WORK TASK: Among the lines below, keep only those from the one containing "addr.offset_from(self.start) >> PAGE_SIZE_BITS" through the one containing "pub fn generation_of(&self, addr: Address)", and reproduce them exactly.
Start of Block
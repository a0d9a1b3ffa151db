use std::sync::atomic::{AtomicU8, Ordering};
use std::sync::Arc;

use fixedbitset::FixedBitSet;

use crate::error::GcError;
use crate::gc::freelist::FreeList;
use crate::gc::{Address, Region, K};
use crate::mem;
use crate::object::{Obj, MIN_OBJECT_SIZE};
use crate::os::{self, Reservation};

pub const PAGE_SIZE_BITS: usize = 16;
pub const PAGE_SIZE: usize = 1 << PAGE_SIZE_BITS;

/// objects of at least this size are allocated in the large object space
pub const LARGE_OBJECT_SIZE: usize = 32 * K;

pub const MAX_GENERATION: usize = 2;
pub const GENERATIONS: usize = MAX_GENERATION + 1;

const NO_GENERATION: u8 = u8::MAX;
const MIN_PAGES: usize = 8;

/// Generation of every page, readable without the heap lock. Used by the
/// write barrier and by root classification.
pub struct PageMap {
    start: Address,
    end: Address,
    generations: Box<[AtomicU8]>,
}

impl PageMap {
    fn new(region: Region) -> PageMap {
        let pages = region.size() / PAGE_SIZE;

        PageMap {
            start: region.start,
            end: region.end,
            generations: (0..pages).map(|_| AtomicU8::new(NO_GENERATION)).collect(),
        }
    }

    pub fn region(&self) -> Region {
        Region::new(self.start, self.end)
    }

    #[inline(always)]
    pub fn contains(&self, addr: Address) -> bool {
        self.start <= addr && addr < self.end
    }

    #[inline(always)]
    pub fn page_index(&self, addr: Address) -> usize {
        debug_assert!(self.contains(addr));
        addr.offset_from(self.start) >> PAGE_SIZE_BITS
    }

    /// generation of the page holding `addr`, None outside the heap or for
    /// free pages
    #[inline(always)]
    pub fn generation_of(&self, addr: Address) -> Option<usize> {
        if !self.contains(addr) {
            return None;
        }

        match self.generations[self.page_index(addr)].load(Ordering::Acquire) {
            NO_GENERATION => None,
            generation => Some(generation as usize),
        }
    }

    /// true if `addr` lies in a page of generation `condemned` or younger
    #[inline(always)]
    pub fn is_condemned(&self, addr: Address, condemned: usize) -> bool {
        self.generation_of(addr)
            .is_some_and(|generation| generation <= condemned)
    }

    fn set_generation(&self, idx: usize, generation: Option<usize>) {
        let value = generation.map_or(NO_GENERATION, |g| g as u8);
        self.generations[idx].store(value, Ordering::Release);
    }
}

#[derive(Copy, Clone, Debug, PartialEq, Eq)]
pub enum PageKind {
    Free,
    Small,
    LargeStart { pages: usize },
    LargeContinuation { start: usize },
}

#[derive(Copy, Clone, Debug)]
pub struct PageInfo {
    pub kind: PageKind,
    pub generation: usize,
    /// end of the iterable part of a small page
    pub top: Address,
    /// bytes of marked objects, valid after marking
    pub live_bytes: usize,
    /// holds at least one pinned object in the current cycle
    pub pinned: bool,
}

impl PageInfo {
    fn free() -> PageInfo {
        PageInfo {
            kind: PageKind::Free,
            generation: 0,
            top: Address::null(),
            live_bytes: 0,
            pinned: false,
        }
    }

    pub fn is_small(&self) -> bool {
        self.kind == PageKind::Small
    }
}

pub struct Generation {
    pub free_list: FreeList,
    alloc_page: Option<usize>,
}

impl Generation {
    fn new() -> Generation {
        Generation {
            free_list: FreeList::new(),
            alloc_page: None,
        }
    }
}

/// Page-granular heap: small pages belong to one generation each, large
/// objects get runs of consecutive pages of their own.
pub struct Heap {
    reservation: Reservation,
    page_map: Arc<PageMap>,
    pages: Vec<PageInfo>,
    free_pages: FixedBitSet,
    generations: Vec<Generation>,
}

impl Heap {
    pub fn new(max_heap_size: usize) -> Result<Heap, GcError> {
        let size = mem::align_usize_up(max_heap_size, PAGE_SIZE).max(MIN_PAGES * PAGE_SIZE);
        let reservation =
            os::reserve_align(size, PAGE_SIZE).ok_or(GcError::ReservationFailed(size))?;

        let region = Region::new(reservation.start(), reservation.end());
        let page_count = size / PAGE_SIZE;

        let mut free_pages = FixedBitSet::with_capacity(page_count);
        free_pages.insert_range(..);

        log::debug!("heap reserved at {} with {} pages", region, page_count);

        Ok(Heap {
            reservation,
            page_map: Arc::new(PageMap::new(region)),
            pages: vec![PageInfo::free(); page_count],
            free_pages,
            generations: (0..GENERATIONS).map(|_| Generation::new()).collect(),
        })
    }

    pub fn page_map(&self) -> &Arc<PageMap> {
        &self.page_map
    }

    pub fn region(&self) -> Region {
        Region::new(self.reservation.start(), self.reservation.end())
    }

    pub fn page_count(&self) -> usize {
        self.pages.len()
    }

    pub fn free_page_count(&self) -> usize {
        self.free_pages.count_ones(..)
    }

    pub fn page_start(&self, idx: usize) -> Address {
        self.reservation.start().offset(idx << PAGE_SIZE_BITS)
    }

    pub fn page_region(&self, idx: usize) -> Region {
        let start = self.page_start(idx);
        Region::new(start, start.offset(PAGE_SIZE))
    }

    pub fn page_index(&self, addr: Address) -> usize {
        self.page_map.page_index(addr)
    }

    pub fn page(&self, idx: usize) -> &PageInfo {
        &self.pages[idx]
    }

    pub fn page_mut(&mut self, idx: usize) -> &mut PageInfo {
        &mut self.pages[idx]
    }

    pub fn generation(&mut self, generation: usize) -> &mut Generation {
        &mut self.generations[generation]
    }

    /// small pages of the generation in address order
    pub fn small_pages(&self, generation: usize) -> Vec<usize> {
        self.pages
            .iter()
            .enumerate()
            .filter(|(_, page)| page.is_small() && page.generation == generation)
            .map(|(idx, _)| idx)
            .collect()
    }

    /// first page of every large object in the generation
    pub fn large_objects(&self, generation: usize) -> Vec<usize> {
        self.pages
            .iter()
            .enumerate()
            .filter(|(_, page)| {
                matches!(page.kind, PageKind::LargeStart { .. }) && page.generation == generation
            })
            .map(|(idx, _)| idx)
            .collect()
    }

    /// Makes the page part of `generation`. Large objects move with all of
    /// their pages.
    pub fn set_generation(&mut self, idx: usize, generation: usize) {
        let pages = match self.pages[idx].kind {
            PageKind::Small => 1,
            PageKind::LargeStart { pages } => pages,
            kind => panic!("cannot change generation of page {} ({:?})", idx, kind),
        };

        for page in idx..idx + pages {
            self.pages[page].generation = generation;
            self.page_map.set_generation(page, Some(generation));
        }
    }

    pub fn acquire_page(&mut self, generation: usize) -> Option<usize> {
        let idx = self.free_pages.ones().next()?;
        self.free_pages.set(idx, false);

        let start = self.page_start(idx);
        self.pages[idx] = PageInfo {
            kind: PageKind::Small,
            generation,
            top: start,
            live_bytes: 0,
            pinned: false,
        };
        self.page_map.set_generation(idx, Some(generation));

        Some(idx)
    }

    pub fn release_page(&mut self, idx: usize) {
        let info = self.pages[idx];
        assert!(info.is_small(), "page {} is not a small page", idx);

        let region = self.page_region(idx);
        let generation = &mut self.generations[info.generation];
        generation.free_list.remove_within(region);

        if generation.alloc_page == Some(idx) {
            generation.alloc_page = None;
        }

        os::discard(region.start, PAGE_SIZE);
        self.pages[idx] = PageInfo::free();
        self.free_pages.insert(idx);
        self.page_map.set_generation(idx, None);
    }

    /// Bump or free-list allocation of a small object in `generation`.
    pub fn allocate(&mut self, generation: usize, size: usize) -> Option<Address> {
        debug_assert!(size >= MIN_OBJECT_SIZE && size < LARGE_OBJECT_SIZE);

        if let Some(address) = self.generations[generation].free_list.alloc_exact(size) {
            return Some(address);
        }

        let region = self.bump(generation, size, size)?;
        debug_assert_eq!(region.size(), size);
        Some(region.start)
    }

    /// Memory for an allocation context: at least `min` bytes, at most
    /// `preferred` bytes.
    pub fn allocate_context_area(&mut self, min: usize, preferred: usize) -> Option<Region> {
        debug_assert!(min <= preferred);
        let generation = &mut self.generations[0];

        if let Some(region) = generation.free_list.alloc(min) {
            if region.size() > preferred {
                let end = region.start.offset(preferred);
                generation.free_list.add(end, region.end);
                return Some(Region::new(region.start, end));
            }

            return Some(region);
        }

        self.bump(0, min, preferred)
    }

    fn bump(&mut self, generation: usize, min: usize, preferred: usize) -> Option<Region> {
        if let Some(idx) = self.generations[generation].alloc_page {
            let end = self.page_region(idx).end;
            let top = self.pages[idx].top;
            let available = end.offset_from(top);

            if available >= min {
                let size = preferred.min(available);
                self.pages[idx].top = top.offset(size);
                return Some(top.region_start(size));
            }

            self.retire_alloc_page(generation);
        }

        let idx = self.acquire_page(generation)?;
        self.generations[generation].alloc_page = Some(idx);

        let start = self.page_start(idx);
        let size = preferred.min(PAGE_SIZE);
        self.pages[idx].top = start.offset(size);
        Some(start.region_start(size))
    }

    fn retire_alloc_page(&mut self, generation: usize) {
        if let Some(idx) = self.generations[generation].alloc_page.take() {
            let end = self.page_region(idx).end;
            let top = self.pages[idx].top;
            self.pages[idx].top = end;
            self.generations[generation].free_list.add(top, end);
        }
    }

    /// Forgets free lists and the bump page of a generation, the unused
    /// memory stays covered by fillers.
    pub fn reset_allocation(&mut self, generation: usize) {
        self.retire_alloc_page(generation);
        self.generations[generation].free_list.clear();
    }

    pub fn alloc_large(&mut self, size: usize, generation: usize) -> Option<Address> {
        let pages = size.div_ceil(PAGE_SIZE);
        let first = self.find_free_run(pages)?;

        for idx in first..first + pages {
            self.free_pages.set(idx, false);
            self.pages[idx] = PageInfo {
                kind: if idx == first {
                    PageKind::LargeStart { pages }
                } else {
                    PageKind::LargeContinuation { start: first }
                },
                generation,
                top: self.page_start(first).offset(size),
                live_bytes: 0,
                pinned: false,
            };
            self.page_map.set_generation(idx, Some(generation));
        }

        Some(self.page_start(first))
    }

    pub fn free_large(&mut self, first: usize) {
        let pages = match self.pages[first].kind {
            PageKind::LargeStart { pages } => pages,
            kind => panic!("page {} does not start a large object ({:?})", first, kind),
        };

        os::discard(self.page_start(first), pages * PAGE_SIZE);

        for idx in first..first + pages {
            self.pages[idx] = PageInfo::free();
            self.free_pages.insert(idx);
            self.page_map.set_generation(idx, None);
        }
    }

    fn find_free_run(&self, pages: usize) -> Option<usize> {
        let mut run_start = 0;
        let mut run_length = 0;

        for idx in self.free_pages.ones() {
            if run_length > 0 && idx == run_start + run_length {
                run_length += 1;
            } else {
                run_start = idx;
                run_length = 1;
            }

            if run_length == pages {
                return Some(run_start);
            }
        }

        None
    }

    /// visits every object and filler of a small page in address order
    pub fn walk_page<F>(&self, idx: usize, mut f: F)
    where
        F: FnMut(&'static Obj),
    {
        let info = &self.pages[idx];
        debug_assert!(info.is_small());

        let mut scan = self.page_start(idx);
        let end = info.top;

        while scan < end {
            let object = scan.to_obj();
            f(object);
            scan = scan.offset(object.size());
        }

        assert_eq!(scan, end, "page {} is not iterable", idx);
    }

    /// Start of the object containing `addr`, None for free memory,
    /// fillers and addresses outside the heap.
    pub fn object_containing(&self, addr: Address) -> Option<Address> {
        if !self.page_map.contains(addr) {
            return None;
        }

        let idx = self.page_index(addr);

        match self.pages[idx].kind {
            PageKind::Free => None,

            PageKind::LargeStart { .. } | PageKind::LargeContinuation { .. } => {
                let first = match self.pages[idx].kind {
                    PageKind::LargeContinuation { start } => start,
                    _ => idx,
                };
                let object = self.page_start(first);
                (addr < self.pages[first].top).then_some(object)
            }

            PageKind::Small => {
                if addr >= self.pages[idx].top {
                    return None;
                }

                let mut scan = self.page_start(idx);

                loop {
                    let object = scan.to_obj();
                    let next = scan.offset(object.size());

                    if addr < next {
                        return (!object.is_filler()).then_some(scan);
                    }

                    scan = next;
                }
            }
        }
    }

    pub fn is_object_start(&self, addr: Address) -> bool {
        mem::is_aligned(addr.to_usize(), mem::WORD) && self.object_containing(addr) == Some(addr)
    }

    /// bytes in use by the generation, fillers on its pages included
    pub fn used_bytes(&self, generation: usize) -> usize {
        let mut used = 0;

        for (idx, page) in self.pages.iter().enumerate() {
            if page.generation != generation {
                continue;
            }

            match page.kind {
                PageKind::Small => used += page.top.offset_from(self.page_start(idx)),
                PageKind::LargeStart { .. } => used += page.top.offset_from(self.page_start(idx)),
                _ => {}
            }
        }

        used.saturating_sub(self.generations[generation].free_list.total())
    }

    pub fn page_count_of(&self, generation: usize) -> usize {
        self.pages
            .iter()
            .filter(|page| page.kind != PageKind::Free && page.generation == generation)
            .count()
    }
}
End of Block
EXERCISE SOLUTION:
        addr.offset_from(self.start) >> PAGE_SIZE_BITS
    }

    /// generation of the page holding `addr`, None outside the heap or for
    /// free pages
    #[inline(always)]
    pub fn generation_of(&self, addr: Address) -> Option<usize> {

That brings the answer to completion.